Why we should all strike4climate Updated for 2024

Updated: 20/11/2024

More than 867 strikes took place across the world for the second Fridays For Future International School Strike for Climate last month. In the Netherlands, students from over 22 cities have skipped school since the beginning of the year.

For the second edition of the global strike, young people met up not far from a plastic whale at Utrecht’s train station, heading for a climate march and a rally in a local park.

The sun illuminated their commitment: some youngsters had travelled more than two hours on crowded trains to participate. Tens of hundreds were carrying their placards and flags, with or without the support of their schools. 

Common goals

Coming from Portugal, where Matilde Alvim and her folks were back on the streets of Lisbon, I decided to join the young protesters on my way to Schumacher College’s alumni gathering.

I didn’t know any protesters when I arrived in Utrecht and as I started walking in search of the march, I was lucky to bump into a group of like-minded young women. One of them would be singing at the park’s stage in twenty minutes. 

Walking and talking to 17-year old Wijs De Groot, I discovered that some groups were striking weekly, sometimes on different weekdays, while others organised events and discussions.

Wijs told me that her mother didn’t want her to be there. She loves her art school, and has a special interest in materials, which is connected to her enthusiasm for sustainable fashion – all that combined with a clear trust that climate action is something worth fighting for. 

Students from other establishments have been punished for missing school, but Wijs’ teachers supported their pupils, only asking them for a proof of their participation in the self-organised political actions.

Real education

Colourful, creative  banners proved to me and to other supporters that younger generations have been doing their homework – they are committed to being co-responsible for our common future.

That inspiring Friday lecture left me with a voluntary assignment: reflect on how I want to spend my Fridays (For Future).

Inspired by Greta Thunberg’s speech, I have recently forsaken my plan to start a PhD related to climate change. Thunberg, at 16 years old, encouraged me to stop studying and instead do what I can to block this path of no return.

Greta will be striking on Fridays until countries like Sweden are fully comitted to the Paris Agreement. According to her, “there is no point in studying for a future that soon will be no more”.

With this sentence, she also denounces the enormous gap between theory-based education and the reality of not being schooled to lead: “our house is on fire”.

Deep reflection

The task requires empathy and meaningful participation – the era of education for the sake of well-paid jobs is over. We need a shift in collective perception right now.

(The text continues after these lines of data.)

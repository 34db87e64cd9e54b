//! Fragment data model
//!
//! Typed byte records grouped into named, schema-described fragments.

pub mod record;
pub mod recordset;
pub mod schema;
pub mod types;

pub use record::{decode_value, encode_value, Record};
pub use recordset::Fragment;
pub use schema::{Field, Schema};
pub use types::FieldType;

Business as usual ignores climate change and the living planet. The planet’s ability to self-regulate, life on Earth, and the rights of all living beings to existence are at stake. All of us should be striking on Fridays – at the least. 

The CEOs of fossil fuel corporations should take this day off to ask themselves what to tell their grandchildren.

Presidents could practice deep reflection on Fridays to consider the rights of those most affected by climate breakdown and those yet to be born, and remember indigenous cultures that teach us to act only if decisions will benefit seven generations ahead. 

I dream of chiefs of state joining Extinction Rebellion. Hopefully, we will see parents joining their kids on Fridays, asking themselves where their work is taking them, and what kind of education kids need to shrink human levels of apathy, inertia, and greed. Shouldn’t all of us be striking on Fridays?

Positive change

Another 17-year old – whose name means “springtime” in Dutch – told me on my flight back that she is also trying to stop flying. 

Lente said that she became vegan in response to her increasing concerns about western lifestyle, as most of her friends had done too.

To stop is not the same as doing nothing, it is an important action. Without a foot on the break, our society is incapable of opening space for fresh ideas, learn with past experience without fearfully recreating the past, and observe what nature and the youth can teach society. 

The youth’s message is to stop resisting a shift in climate-consciousness – rather embrace it, learn with it. We, the younger generations know that the crisis cannot be addressed with same thinking that created it.

Despite many leaders’ sadness and desperation, we have the energy and will to drive positive change. After many school years learning concepts like to reuse, recycle, conserve nature, protect animals, respect others and live sustainably, we are the ones daring to ask, what do we want to sustain?

This Author

Rafaela Graça Scheiffer is a Brazilian biologist who recently concluded her MSc in Holistic Science at Schumacher College. She is based in Faro, Portugal, where she investigates the local connection between water, community, and climate.